Le Pen için düzenlenen dayanışma mitinginin etkisi ne olur?
Fransız sağ popülist lider Marine Le Pen'in mahkûmiyetinin ardından, partisi Rassemblement National (RN) destekçisi binlerce kişi pazar günü Paris'te dayanışma gösterisi düzenledi. Gösteride konuşan Le Pen, hakkında verilen hükmü demokratik devlete hakaret niteliğinde bir "siyasi karar" olarak adlandırdı. Avrupalı yorumcular, mitingin sonuçlarını irdeliyor.
Tam bir fiyasko
Corriere della Sera'nın Paris muhabiri Stefano Montefiori, mitinge yalnızca RN'nin sadık çekirdeğinin katıldığına dikkat çekiyor:
“Sağda [Les Invalides Katedrali'ne ait] altın kubbe, solda Eyfel Kulesi, ortadaysa Jordan Bardella’nın biraz da uyumsuz bir tonla seslendiği, ellerinde üç renkli bayraklar taşıyan parti destekçisi kalabalık: 'Bir sesi susturmak istediler, Fransız halkını uyandırdılar!' ... Rassemblement National’in en az 20 bin katılım beklediği mitinge, bağımsız kaynaklara göre yalnızca 6 bin kişi katıldı. Vauban Meydanı gözle görülür şekilde yarı yarıya boştu. Dolayısıyla 'Fransız halkı'ndan söz etmek biraz iddialı kaçıyor. ... Mitingte 'demokrasi savunusu' havası katacak büyüklükte bir kalabalık değil, yalnızca sadık destekçiler vardı.”
"Şeytandan arınma" süreci tersine mi dönüyor?
Tages-Anzeiger eski alışkanlıklara dönüldüğüne dair emareler görüyor:
“Dört milyon avronun üzerinde Avrupa fonunu zimmetine geçirmekten mahkûm edilmesinin ardından, gerici uluslararası çevrelerin ilgisi Le Pen'e yönelmiş durumda. ... Le Pen, son yıllarda partisinin normalleşmesi, kendi tabiriyle 'şeytandan arınması' için büyük çaba sarf etmişti. ... Daha önce muhafazakâr sağı ve hatta solu destekleyen sıradan insanlar da ona oy vermeye başlamıştı. Geçmişteki radikal ve şeytani diline geri dönerse, bu kitleyi hızla kaybedebilir.

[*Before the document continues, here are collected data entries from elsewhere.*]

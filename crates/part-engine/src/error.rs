use mesh_extract::MeshError;
use part_catalog::{CatalogError, ConfigurationError};
use sketch_contours::ContourError;

use crate::sequencer::BuildError;

/// Any failure between a selection change and a displayable mesh.
#[derive(Debug, Clone, thiserror::Error)]
pub enum PipelineError {
    #[error("configuration error: {0}")]
    Configuration(#[from] ConfigurationError),

    #[error("catalog error: {0}")]
    Catalog(#[from] CatalogError),

    #[error("build error: {0}")]
    Build(#[from] BuildError),

    #[error("mesh error: {0}")]
    Mesh(#[from] MeshError),

    #[error("contour error: {0}")]
    Contour(#[from] ContourError),

    #[error("invalid pipeline configuration: {reason}")]
    InvalidConfig { reason: String },

    #[error("no edit in progress")]
    NoEdit,

    #[error("build worker unavailable: {reason}")]
    WorkerUnavailable { reason: String },
}
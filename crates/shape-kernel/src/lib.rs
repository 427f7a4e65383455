//! shape-kernel: the solid-modeling interface used by the part pipeline.
//!
//! [`Kernel`] builds and edits solids through opaque, move-only handles;
//! [`KernelIntrospect`] answers read-only topology queries. [`TruckKernel`]
//! is the production backend, built on the truck B-rep crates.
//! [`ReferenceKernel`] is a deterministic in-tree double whose booleans do
//! not trim faces, and [`RecordingKernel`] wraps another kernel and logs
//! its calls.

pub(crate) mod curve;
pub(crate) mod region;
pub mod recording;
pub mod reference;
pub mod traits;
pub mod truck;
pub mod types;

pub use recording::{KernelCall, RecordingKernel};
pub use reference::ReferenceKernel;
pub use traits::*;
pub use truck::TruckKernel;
pub use types::*;
//! Greedy closed-loop assembly.
//!
//! Segments are scanned in input order. A chain starts at the first free
//! segment and repeatedly takes the first free segment with an endpoint
//! within tolerance (per coordinate) of its open end. It closes when the
//! taken segment leads back to the chain start and the chain already holds
//! more than two points. A chain that cannot close releases every segment
//! it took, so they stay available to later chains.

use part_geom::Point2d;
use tracing::{debug, instrument};

use crate::segment::{ContourLoop, Segment2d};

#[derive(Debug, Clone, PartialEq, thiserror::Error)]
pub enum ContourError {
    #[error("malformed input: {reason}")]
    MalformedInput { reason: String },
}

/// Loops found plus the segments left unconsumed, in input order.
#[derive(Debug, Clone, PartialEq)]
pub struct ContourAssembly {
    pub loops: Vec<ContourLoop>,
    pub unconsumed: Vec<usize>,
}

fn validate(segments: &[Segment2d], tolerance: f64) -> Result<(), ContourError> {
    if !(tolerance.is_finite() && tolerance >= 0.0) {
        return Err(ContourError::MalformedInput {
            reason: format!("tolerance must be finite and non-negative, got {tolerance}"),
        });
    }
    if let Some(i) = segments.iter().position(|s| !s.is_finite()) {
        return Err(ContourError::MalformedInput {
            reason: format!("segment {i} has a non-finite coordinate"),
        });
    }
    Ok(())
}

enum ChainEnd {
    Closed,
    Open,
}

/// Extend the chain started at `start` until it closes or runs dry.
fn grow_chain(
    segments: &[Segment2d],
    consumed: &mut [bool],
    points: &mut Vec<Point2d>,
    claimed: &mut Vec<usize>,
    tolerance: f64,
) -> ChainEnd {
    let origin = points[0];
    loop {
        let Some(free_end) = points.last().copied() else {
            return ChainEnd::Open;
        };
        let next = segments
            .iter()
            .enumerate()
            .filter(|(i, _)| !consumed[*i])
            .find_map(|(i, s)| s.far_end_from(&free_end, tolerance).map(|far| (i, far)));
        let Some((index, far)) = next else {
            return ChainEnd::Open;
        };
        consumed[index] = true;
        claimed.push(index);
        if far.almost_equal(&origin, tolerance) {
            return if points.len() > 2 {
                ChainEnd::Closed
            } else {
                ChainEnd::Open
            };
        }
        points.push(far);
    }
}

/// Assemble closed loops and report which segments were left over.
#[instrument(skip(segments), fields(segments = segments.len()))]
pub fn assemble(segments: &[Segment2d], tolerance: f64) -> Result<ContourAssembly, ContourError> {
    validate(segments, tolerance)?;
    let mut consumed = vec![false; segments.len()];
    let mut loops = Vec::new();

    for start in 0..segments.len() {
        if consumed[start] {
            continue;
        }
        consumed[start] = true;
        let mut points = vec![segments[start].a, segments[start].b];
        let mut claimed = vec![start];
        match grow_chain(segments, &mut consumed, &mut points, &mut claimed, tolerance) {
            ChainEnd::Closed => {
                debug!(start, points = points.len(), "closed loop");
                loops.push(ContourLoop::new(points, claimed));
            }
            ChainEnd::Open => {
                for i in claimed {
                    consumed[i] = false;
                }
            }
        }
    }

    let unconsumed = (0..segments.len()).filter(|i| !consumed[*i]).collect();
    Ok(ContourAssembly { loops, unconsumed })
}

/// Closed loops formed by `segments`, in discovery order.
pub fn find_closed_loops(
    segments: &[Segment2d],
    tolerance: f64,
) -> Result<Vec<ContourLoop>, ContourError> {
    assemble(segments, tolerance).map(|a| a.loops)
}

#[cfg(test)]
mod tests {
    use super::*;

    fn seg(a: (f64, f64), b: (f64, f64)) -> Segment2d {
        Segment2d::new(Point2d::new(a.0, a.1), Point2d::new(b.0, b.1))
    }

    #[test]
    fn test_back_and_forth_pair_is_not_a_loop() {
        let segments = [seg((0.0, 0.0), (1.0, 0.0)), seg((1.0, 0.0), (0.0, 0.0))];
        let result = assemble(&segments, 0.1).unwrap();
        assert!(result.loops.is_empty());
        assert_eq!(result.unconsumed, vec![0, 1]);
    }

    #[test]
    fn test_reversed_segment_is_followed() {
        let segments = [
            seg((0.0, 0.0), (1.0, 0.0)),
            seg((1.0, 1.0), (1.0, 0.0)),
            seg((1.0, 1.0), (0.0, 0.0)),
        ];
        let loops = find_closed_loops(&segments, 1e-9).unwrap();
        assert_eq!(loops.len(), 1);
        assert_eq!(loops[0].points()[2], Point2d::new(1.0, 1.0));
    }

    #[test]
    fn test_linf_tolerance() {
        // 0.09 off in both coordinates: within an L-infinity bound of 0.1
        // though the Euclidean gap is about 0.127.
        let segments = [
            seg((0.0, 0.0), (1.0, 0.0)),
            seg((1.09, 0.09), (1.0, 1.0)),
            seg((1.0, 1.0), (0.0, 0.0)),
        ];
        assert_eq!(find_closed_loops(&segments, 0.1).unwrap().len(), 1);
    }

    #[test]
    fn test_rejects_bad_tolerance() {
        let segments = [seg((0.0, 0.0), (1.0, 0.0))];
        assert!(assemble(&segments, f64::NAN).is_err());
        assert!(assemble(&segments, -1.0).is_err());
    }

    #[test]
    fn test_rejects_non_finite_segment() {
        let segments = [seg((0.0, f64::INFINITY), (1.0, 0.0))];
        assert!(matches!(
            assemble(&segments, 0.1),
            Err(ContourError::MalformedInput { .. })
        ));
    }

    #[test]
    fn test_empty_input() {
        let result = assemble(&[], 0.1).unwrap();
        assert!(result.loops.is_empty() && result.unconsumed.is_empty());
    }
}
use std::sync::Arc;
use std::time::Duration;

use file_format::{export_binary_stl, import_ascii_stl, import_binary_stl};
use part_catalog::{ConfigurationError, Dim, SelectionState, Variant};
use part_engine::*;
use part_geom::{BoundingBox, Point3d};
use shape_kernel::{KernelCall, ReferenceKernel};
use test_harness::assertions::*;
use test_harness::helpers::every_selection;
use test_harness::PartScenario;

fn missing_dimension(e: &PipelineError) -> bool {
    matches!(
        e,
        PipelineError::Configuration(ConfigurationError::MissingDimension { .. })
    )
}

// ── Whole catalogs ──────────────────────────────────────────────────────────

#[test]
fn every_family_passes_mesh_oracles_on_every_buildable_row() {
    for family in builtin_families() {
        for selection in every_selection(family.as_ref()) {
            let outcome = PartScenario::new(family.clone()).selection(selection).run();
            let skip = matches!(
                (family.name(), selection.row, selection.variant),
                ("jaw coupling half", Some(6), _) | ("bushing", Some(4), Variant::First)
            );
            if skip {
                outcome.assert_failed(missing_dimension).unwrap();
            } else {
                outcome
                    .assert_ok()
                    .unwrap_or_else(|e| panic!("{e}\n{}", outcome.report()));
            }
        }
    }
}

// ── Geometry ────────────────────────────────────────────────────────────────

#[test]
fn bushing_fills_its_envelope() {
    let config = PipelineConfig::coarse();
    let mut outcome = PartScenario::new(Arc::new(Bushing::default()))
        .row(0)
        .config(config)
        .run();
    let tol = config.triangulation_tolerance + 1e-3;
    outcome.check_bounding_box(
        BoundingBox::new(Point3d::new(0.0, -8.0, -8.0), Point3d::new(10.0, 8.0, 8.0)),
        tol,
    );
    outcome.assert_ok().unwrap();
    assert_eq!(outcome.count_calls(|c| matches!(c, KernelCall::Revolve { .. })), 1);
}

#[test]
fn jaws_stand_off_the_flange() {
    // Flush keyway cuts: the reference backend keeps the cutter's side faces.
    let config = PipelineConfig {
        cut_overshoot: 0.0,
        ..PipelineConfig::coarse()
    };
    let outcome = PartScenario::new(Arc::new(JawCouplingHalf::default()))
        .row(1)
        .variant(Variant::Second)
        .config(config)
        .run();
    let output = outcome.assert_ok().unwrap();
    let tol = config.triangulation_tolerance + 1e-3;
    assert_bounding_box(&output.mesh, [-10.0, -26.5, -26.5], [25.0, 26.5, 26.5], tol, "jaw row 1").unwrap();
}

#[test]
fn sprocket_plate_is_as_wide_as_the_variant() {
    for (variant, width) in [(Variant::First, 7.2), (Variant::Second, 5.4)] {
        let outcome = PartScenario::new(Arc::new(Sprocket::default()))
            .row(0)
            .variant(variant)
            .run();
        let output = outcome.assert_ok().unwrap();
        let bb = output.mesh.bounding_box();
        assert!(bb.min.z.abs() < 1e-4);
        assert_eq!(output.dimensions.get(Dim::Width), Ok(width));
        assert!((bb.max.z - width).abs() < 1e-4);
        let tip_r = output.dimensions.get(Dim::TipDiameter).unwrap() / 2.0;
        assert!(bb.max.x <= tip_r + 1e-4 && bb.max.y <= tip_r + 1e-4);
    }
}

#[test]
fn finer_tolerance_never_loses_triangles() {
    let coarse = PartScenario::new(Arc::new(CouplingHalf::default()))
        .row(2)
        .config(PipelineConfig::coarse())
        .run();
    let fine = PartScenario::new(Arc::new(CouplingHalf::default()))
        .row(2)
        .config(PipelineConfig::default())
        .run();
    let (c, f) = (coarse.assert_ok().unwrap(), fine.assert_ok().unwrap());
    assert!(f.mesh.triangle_count() > c.mesh.triangle_count());
    let (ca, fa) = (c.mesh.surface_area(), f.mesh.surface_area());
    assert!((ca - fa).abs() / fa < 0.05, "coarse {ca} fine {fa}");
}

// ── Kernel call shape ───────────────────────────────────────────────────────

#[test]
fn jaw_recipe_calls() {
    for (row, count) in [(0usize, 2usize), (3, 2), (4, 3), (5, 3)] {
        let outcome = PartScenario::new(Arc::new(JawCouplingHalf::default()))
            .row(row)
            .without_oracles()
            .run();
        outcome.output().unwrap();
        assert_eq!(outcome.union_count(), 2 * count, "row {row}");
        assert_eq!(outcome.count_calls(|c| matches!(c, KernelCall::Difference)), 1);
        assert_eq!(outcome.count_calls(|c| matches!(c, KernelCall::Chamfer { .. })), 2);
        assert_eq!(
            outcome.count_calls(|c| matches!(c, KernelCall::Fillet { edges: 2, .. })),
            1,
            "row {row}"
        );
    }
}

#[test]
fn pair_is_one_compound_of_two_halves() {
    let outcome = PartScenario::new(Arc::new(CouplingPair::default())).row(3).run();
    outcome.assert_ok().unwrap();
    assert_eq!(outcome.count_calls(|c| matches!(c, KernelCall::Compound { parts: 2 })), 1);
    assert_eq!(outcome.count_calls(|c| matches!(c, KernelCall::Difference)), 2);
    assert_eq!(outcome.union_count(), 0);
}

// ── Notices ─────────────────────────────────────────────────────────────────

#[test]
fn fallback_warning_reaches_the_output() {
    let outcome = PartScenario::new(Arc::new(JawCouplingHalf::default())).row(2).run();
    let output = outcome.assert_ok().unwrap();
    assert_notice(&output.notices, "falling back", "jaw row 2").unwrap();
    assert_notice(&output.notices, "triangles", "jaw row 2").unwrap();
}

// ── Session, worker and interchange together ───────────────────────────────

#[test]
fn session_mesh_exports_and_reads_back() {
    let mut session: PartSession<ReferenceKernel> = PartSession::new(Arc::new(Sprocket::default()), PipelineConfig::coarse());
    session.begin_edit(true);
    session.set_row(2).unwrap();
    session.set_variant(Variant::Second).unwrap();
    session.commit().unwrap();
    assert!(!session.mesh().is_empty());

    let bytes = export_binary_stl(session.mesh(), "sprocket").unwrap();
    assert_eq!(&import_binary_stl(&bytes).unwrap().mesh, session.mesh());
    let text = file_format::export_ascii_stl(session.mesh(), "sprocket");
    assert_eq!(&import_ascii_stl(&text).unwrap().mesh, session.mesh());
}

#[test]
fn worker_result_matches_a_direct_run() {
    let family: Arc<dyn PartFamily> = Arc::new(CouplingHalf::default());
    let worker = BuildWorker::spawn_on::<ReferenceKernel>(family.clone(), PipelineConfig::coarse()).unwrap();
    let selection = SelectionState::configured(1, Variant::Second);
    worker.submit(selection);
    let done = worker.recv_timeout(Duration::from_secs(60)).expect("worker finished");
    let direct = run_pipeline_on::<ReferenceKernel>(family.as_ref(), &selection, &PipelineConfig::coarse()).unwrap();
    assert_eq!(done.result.unwrap().mesh, direct.mesh);
}
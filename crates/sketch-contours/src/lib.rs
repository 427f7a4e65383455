//! sketch-contours: closed-loop detection over 2D line segments, plus the
//! sketch drawing model that feeds it.

pub mod assemble;
pub mod drawing;
pub mod segment;

pub use assemble::{assemble, find_closed_loops, ContourAssembly, ContourError};
pub use drawing::{DimensionLine, SketchDrawing};
pub use segment::{ContourLoop, Segment2d};
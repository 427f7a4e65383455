//! Verification oracles: pure functions returning pass/fail verdicts.
//!
//! Each oracle returns an [`OracleVerdict`] with diagnostic detail instead of
//! panicking, so a scenario can collect every failure in one pass.

use file_format::{export_ascii_stl, import_ascii_stl};
use mesh_extract::TriangleBuffer;
use part_geom::BoundingBox;

use crate::helpers::{cross, length, sub};

/// The result of a single oracle check.
#[derive(Debug, Clone, PartialEq)]
pub struct OracleVerdict {
    pub oracle_name: String,
    pub passed: bool,
    pub detail: String,
    pub value: Option<f64>,
}

impl OracleVerdict {
    fn pass(name: &str, detail: String) -> Self {
        Self {
            oracle_name: name.to_string(),
            passed: true,
            detail,
            value: None,
        }
    }

    fn pass_val(name: &str, detail: String, value: f64) -> Self {
        Self {
            value: Some(value),
            ..Self::pass(name, detail)
        }
    }

    fn fail(name: &str, detail: String) -> Self {
        Self {
            oracle_name: name.to_string(),
            passed: false,
            detail,
            value: None,
        }
    }

    fn fail_val(name: &str, detail: String, value: f64) -> Self {
        Self {
            value: Some(value),
            ..Self::fail(name, detail)
        }
    }
}

/// Normal tolerance for unit-length checks.
const UNIT_TOLERANCE: f64 = 1e-3;

// ── Buffer shape ────────────────────────────────────────────────────────────

pub fn check_non_empty(mesh: &TriangleBuffer) -> OracleVerdict {
    let t = mesh.triangle_count();
    if t > 0 {
        OracleVerdict::pass_val("non_empty", format!("{t} triangles"), t as f64)
    } else {
        OracleVerdict::fail_val("non_empty", "mesh has no triangles".to_string(), 0.0)
    }
}

pub fn check_finite(mesh: &TriangleBuffer) -> OracleVerdict {
    let bad = mesh
        .triangles()
        .iter()
        .flatten()
        .chain(mesh.normals().iter())
        .flatten()
        .filter(|c| !c.is_finite())
        .count();
    if bad == 0 {
        OracleVerdict::pass("finite", "all coordinates finite".to_string())
    } else {
        OracleVerdict::fail_val("finite", format!("{bad} non-finite components"), bad as f64)
    }
}

// ── Normals ─────────────────────────────────────────────────────────────────

/// Every normal has unit length, except the zero normal of a zero-area
/// triangle.
pub fn check_unit_normals(mesh: &TriangleBuffer) -> OracleVerdict {
    let mut worst = 0.0f64;
    let mut bad = 0usize;
    for n in mesh.normals() {
        let len = length([f64::from(n[0]), f64::from(n[1]), f64::from(n[2])]);
        if len == 0.0 {
            continue;
        }
        let err = (len - 1.0).abs();
        worst = worst.max(err);
        if err > UNIT_TOLERANCE {
            bad += 1;
        }
    }
    if bad == 0 {
        OracleVerdict::pass_val("unit_normals", format!("max length error {worst:.2e}"), worst)
    } else {
        OracleVerdict::fail_val(
            "unit_normals",
            format!("{bad} normals off unit length, worst error {worst:.2e}"),
            worst,
        )
    }
}

/// Each triangle's first normal points the same way as its winding.
pub fn check_normals_follow_winding(mesh: &TriangleBuffer) -> OracleVerdict {
    let mut flipped = Vec::new();
    for (i, ([a, b, c], normals)) in mesh.facets().enumerate() {
        let face = cross(sub(*b, *a), sub(*c, *a));
        let n = normals[0];
        let dot = face[0] * f64::from(n[0]) + face[1] * f64::from(n[1]) + face[2] * f64::from(n[2]);
        if length(face) > 0.0 && dot < 0.0 {
            flipped.push(i);
        }
    }
    if flipped.is_empty() {
        OracleVerdict::pass("normals_follow_winding", "all normals agree".to_string())
    } else {
        OracleVerdict::fail_val(
            "normals_follow_winding",
            format!("triangles {:?} have reversed normals", &flipped[..flipped.len().min(8)]),
            flipped.len() as f64,
        )
    }
}

/// Share of triangles with (near) zero area, checked against `max_fraction`.
pub fn check_degenerate_fraction(mesh: &TriangleBuffer, max_fraction: f64) -> OracleVerdict {
    if mesh.is_empty() {
        return OracleVerdict::pass_val("degenerate_fraction", "empty mesh".to_string(), 0.0);
    }
    let degenerate = mesh
        .triangles()
        .iter()
        .filter(|[a, b, c]| length(cross(sub(*b, *a), sub(*c, *a))) < 1e-12)
        .count();
    let fraction = degenerate as f64 / mesh.triangle_count() as f64;
    let detail = format!("{degenerate} of {} triangles degenerate", mesh.triangle_count());
    if fraction <= max_fraction {
        OracleVerdict::pass_val("degenerate_fraction", detail, fraction)
    } else {
        OracleVerdict::fail_val("degenerate_fraction", detail, fraction)
    }
}

// ── Geometry ────────────────────────────────────────────────────────────────

/// Mesh bounds match `expected` per axis within `tol`.
pub fn check_bounding_box(mesh: &TriangleBuffer, expected: &BoundingBox, tol: f64) -> OracleVerdict {
    let actual = mesh.bounding_box();
    let diffs = [
        actual.min.x - expected.min.x,
        actual.min.y - expected.min.y,
        actual.min.z - expected.min.z,
        actual.max.x - expected.max.x,
        actual.max.y - expected.max.y,
        actual.max.z - expected.max.z,
    ];
    let worst = diffs.iter().fold(0.0f64, |m, d| m.max(d.abs()));
    let detail = format!(
        "({:.3}, {:.3}, {:.3}) -> ({:.3}, {:.3}, {:.3}), worst deviation {worst:.3}",
        actual.min.x, actual.min.y, actual.min.z, actual.max.x, actual.max.y, actual.max.z,
    );
    if worst <= tol {
        OracleVerdict::pass_val("bounding_box", detail, worst)
    } else {
        OracleVerdict::fail_val("bounding_box", detail, worst)
    }
}

/// Surface area within `rel_tol` of `expected`.
pub fn check_surface_area(mesh: &TriangleBuffer, expected: f64, rel_tol: f64) -> OracleVerdict {
    let area = mesh.surface_area();
    let rel = (area - expected).abs() / expected.abs().max(f64::MIN_POSITIVE);
    let detail = format!("area {area:.3}, expected {expected:.3} (rel error {rel:.2e})");
    if rel <= rel_tol {
        OracleVerdict::pass_val("surface_area", detail, area)
    } else {
        OracleVerdict::fail_val("surface_area", detail, area)
    }
}

// ── Interchange ─────────────────────────────────────────────────────────────

/// Exporting to ASCII STL and reading it back reproduces the buffer, for
/// buffers whose corners share one normal per triangle.
pub fn check_stl_round_trip(mesh: &TriangleBuffer) -> OracleVerdict {
    let text = export_ascii_stl(mesh, "oracle");
    match import_ascii_stl(&text) {
        Ok(doc) if doc.mesh == *mesh => {
            OracleVerdict::pass_val("stl_round_trip", format!("{} bytes", text.len()), text.len() as f64)
        }
        Ok(doc) => OracleVerdict::fail(
            "stl_round_trip",
            format!(
                "read back {} triangles, wrote {}",
                doc.mesh.triangle_count(),
                mesh.triangle_count()
            ),
        ),
        Err(e) => OracleVerdict::fail("stl_round_trip", format!("import failed: {e}")),
    }
}

/// The oracles every successful build must pass.
pub fn run_mesh_oracles(mesh: &TriangleBuffer) -> Vec<OracleVerdict> {
    vec![
        check_non_empty(mesh),
        check_finite(mesh),
        check_unit_normals(mesh),
        check_normals_follow_winding(mesh),
        check_stl_round_trip(mesh),
    ]
}
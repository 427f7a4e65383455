//! Feature construction sequencer.
//!
//! Runs recipe steps in order against one kernel. A step failure aborts the
//! build and is tagged with the step name; the partially built solid is
//! dropped, never returned.

use modeling_ops::{
    execute_boolean, execute_chamfer, execute_extrude, execute_fillet, execute_radial_pattern,
    execute_revolve, select_edges, BooleanKind, KernelBundle, OpError, Profile2d, SketchPlane,
};
use part_catalog::Notice;
use part_geom::Vec3;
use shape_kernel::SolidHandle;
use tracing::{debug, info, info_span, instrument, warn};

use crate::config::PipelineConfig;
use crate::recipe::{Recipe, RecipeStep};

#[derive(Debug, Clone, thiserror::Error)]
pub enum BuildError {
    #[error("step '{step}' failed: {source}")]
    StepFailed {
        step: String,
        #[source]
        source: OpError,
    },

    #[error("invalid recipe: {reason}")]
    InvalidRecipe { reason: String },
}

impl BuildError {
    /// Name of the failing step, if a step failed.
    pub fn step(&self) -> Option<&str> {
        match self {
            BuildError::StepFailed { step, .. } => Some(step),
            BuildError::InvalidRecipe { .. } => None,
        }
    }
}

#[derive(Debug)]
pub struct BuildOutput {
    pub solid: SolidHandle,
    pub notices: Vec<Notice>,
}

fn check_closed(step: &str, profile: &Profile2d, tolerance: f64) -> Result<(), BuildError> {
    if profile.is_closed(tolerance) {
        Ok(())
    } else {
        Err(BuildError::InvalidRecipe {
            reason: format!("step '{step}': profile is not closed"),
        })
    }
}

/// Structural checks: exactly one base step, first; closed profiles.
pub fn validate(recipe: &Recipe, config: &PipelineConfig) -> Result<(), BuildError> {
    let Some(first) = recipe.steps.first() else {
        return Err(BuildError::InvalidRecipe {
            reason: format!("recipe '{}' has no steps", recipe.family),
        });
    };
    if !first.is_base() {
        return Err(BuildError::InvalidRecipe {
            reason: format!("step '{}' needs a base solid", first.name()),
        });
    }
    if let Some(extra) = recipe.steps[1..].iter().find(|s| s.is_base()) {
        return Err(BuildError::InvalidRecipe {
            reason: format!("step '{}' would start a second base solid", extra.name()),
        });
    }
    let tol = config.selection.profile_merge;
    for step in &recipe.steps {
        match step {
            RecipeStep::Revolve { name, profile, .. } | RecipeStep::ExtrudeCut { name, profile, .. } => {
                check_closed(name, profile, tol)?
            }
            RecipeStep::Extrude {
                name,
                profile,
                holes,
                ..
            } => {
                check_closed(name, profile, tol)?;
                for hole in holes {
                    check_closed(name, hole, tol)?;
                }
            }
            RecipeStep::RadialPattern { name, features, .. } => {
                for feature in features {
                    check_closed(name, &feature.profile, tol)?;
                }
            }
            RecipeStep::Compound { parts, .. } => {
                for (part, _) in parts {
                    validate(part, config)?;
                }
            }
            RecipeStep::Chamfer { .. } | RecipeStep::Fillet { .. } => {}
        }
    }
    Ok(())
}

/// Run every step of `recipe` and return the finished solid.
#[instrument(skip_all, fields(family = %recipe.family, steps = recipe.steps.len()))]
pub fn build(
    kb: &mut dyn KernelBundle,
    recipe: &Recipe,
    config: &PipelineConfig,
) -> Result<BuildOutput, BuildError> {
    validate(recipe, config)?;
    let mut notices = Vec::new();
    let mut current: Option<SolidHandle> = None;
    for step in &recipe.steps {
        let _span = info_span!("step", name = step.name()).entered();
        current = Some(run_step(kb, step, current, config, &mut notices)?);
        debug!("step done");
    }
    let solid = current.ok_or_else(|| BuildError::InvalidRecipe {
        reason: format!("recipe '{}' produced no solid", recipe.family),
    })?;
    info!(faces = kb.list_faces(&solid).len(), edges = kb.list_edges(&solid).len(), "build complete");
    notices.push(Notice::status(format!(
        "built {} in {} steps",
        recipe.family,
        recipe.steps.len()
    )));
    Ok(BuildOutput { solid, notices })
}

fn failed(step: &RecipeStep) -> impl Fn(OpError) -> BuildError + '_ {
    move |source| {
        warn!(step = step.name(), error = %source, "step failed");
        BuildError::StepFailed {
            step: step.name().to_string(),
            source,
        }
    }
}

/// Start the cut `overshoot` before its plane and end it `overshoot` past
/// its far end.
fn through_cut(plane: &SketchPlane, vector: Vec3, overshoot: f64) -> (SketchPlane, Vec3) {
    match vector.normalized() {
        Some(dir) if overshoot > 0.0 => (
            SketchPlane {
                origin: plane.origin - dir * overshoot,
                ..*plane
            },
            vector + dir * (2.0 * overshoot),
        ),
        _ => (*plane, vector),
    }
}

fn base(step: &RecipeStep, current: Option<SolidHandle>) -> Result<SolidHandle, BuildError> {
    current.ok_or_else(|| BuildError::InvalidRecipe {
        reason: format!("step '{}' needs a base solid", step.name()),
    })
}

fn run_step(
    kb: &mut dyn KernelBundle,
    step: &RecipeStep,
    current: Option<SolidHandle>,
    config: &PipelineConfig,
    notices: &mut Vec<Notice>,
) -> Result<SolidHandle, BuildError> {
    match step {
        RecipeStep::Revolve {
            profile,
            plane,
            axis,
            ..
        } => execute_revolve(kb, profile, plane, axis.origin, axis.direction).map_err(failed(step)),
        RecipeStep::Extrude {
            profile,
            holes,
            plane,
            vector,
            ..
        } => execute_extrude(kb, profile, holes, plane, *vector).map_err(failed(step)),
        RecipeStep::ExtrudeCut {
            profile,
            plane,
            vector,
            ..
        } => {
            let target = base(step, current)?;
            let (plane, vector) = through_cut(plane, *vector, config.cut_overshoot);
            let cutter = execute_extrude(kb, profile, &[], &plane, vector).map_err(failed(step))?;
            execute_boolean(kb, target, cutter, BooleanKind::Subtract).map_err(failed(step))
        }
        RecipeStep::Chamfer {
            name,
            selector,
            distance,
        } => {
            let target = base(step, current)?;
            let edges = select_edges(kb.as_introspect(), &target, selector);
            if edges.is_empty() {
                notices.push(Notice::status(format!("{name}: no edges matched")));
            }
            execute_chamfer(kb, target, &edges, *distance).map_err(failed(step))
        }
        RecipeStep::Fillet {
            name,
            selector,
            radius,
        } => {
            let target = base(step, current)?;
            let edges = select_edges(kb.as_introspect(), &target, selector);
            if edges.is_empty() {
                notices.push(Notice::status(format!("{name}: no edges matched")));
            }
            execute_fillet(kb, target, &edges, *radius).map_err(failed(step))
        }
        RecipeStep::RadialPattern {
            features,
            axis,
            count,
            ..
        } => {
            let target = base(step, current)?;
            let solids = features
                .iter()
                .map(|f| execute_extrude(kb, &f.profile, &[], &f.plane, f.vector))
                .collect::<Result<Vec<_>, _>>()
                .map_err(failed(step))?;
            execute_radial_pattern(kb, target, solids, axis.origin, axis.direction, *count)
                .map_err(failed(step))
        }
        RecipeStep::Compound { name, parts } => {
            let mut placed = Vec::with_capacity(parts.len());
            for (part, placement) in parts {
                let output = build(kb, part, config).map_err(|e| match e {
                    BuildError::StepFailed { step, source } => BuildError::StepFailed {
                        step: format!("{name}/{step}"),
                        source,
                    },
                    other => other,
                })?;
                notices.extend(output.notices);
                placed.push(kb.transformed(output.solid, placement).map_err(|e| failed(step)(e.into()))?);
            }
            kb.make_compound(placed).map_err(|e| failed(step)(e.into()))
        }
    }
}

Ve bir de dünyanın dört bir yanındaki komplo teorisyenlerinin etrafını sarmasına izin verirse. Çünkü bunlar zehir dolu.”
2027 seçimleri için gidişat iyi değil
La Croix, Le Pen'in cumhurbaşkanlığı adaylığı iddiasından vazgeçmeyeceğinden endişeli:
“Olumsuz bir kararın etkilerini inkâr etmenin ya da temyizde farklı bir karar çıkması umuduyla yargı üzerinde baskı kurmaya çalışmanın riskleri yok değil. Zira RN’nin yetkili isimleri artık kurumlarımıza güvenilemeyeceği fikrini bu şekilde yayıyor. ... İçinde bulunduğumuz istikrarsız uluslararası konjonktür, zaten kırılgan durumdaki kurumlarımız ve siyasi karar alıcılara yönelik büyük güvensizlik, demokratik kurallarımıza karşı daha dikkatli olmamızı gerektiriyor. 2027 cumhurbaşkanlığı seçim kampanyası dün başladıysa eğer, start pek kötü verilmiş demektir.”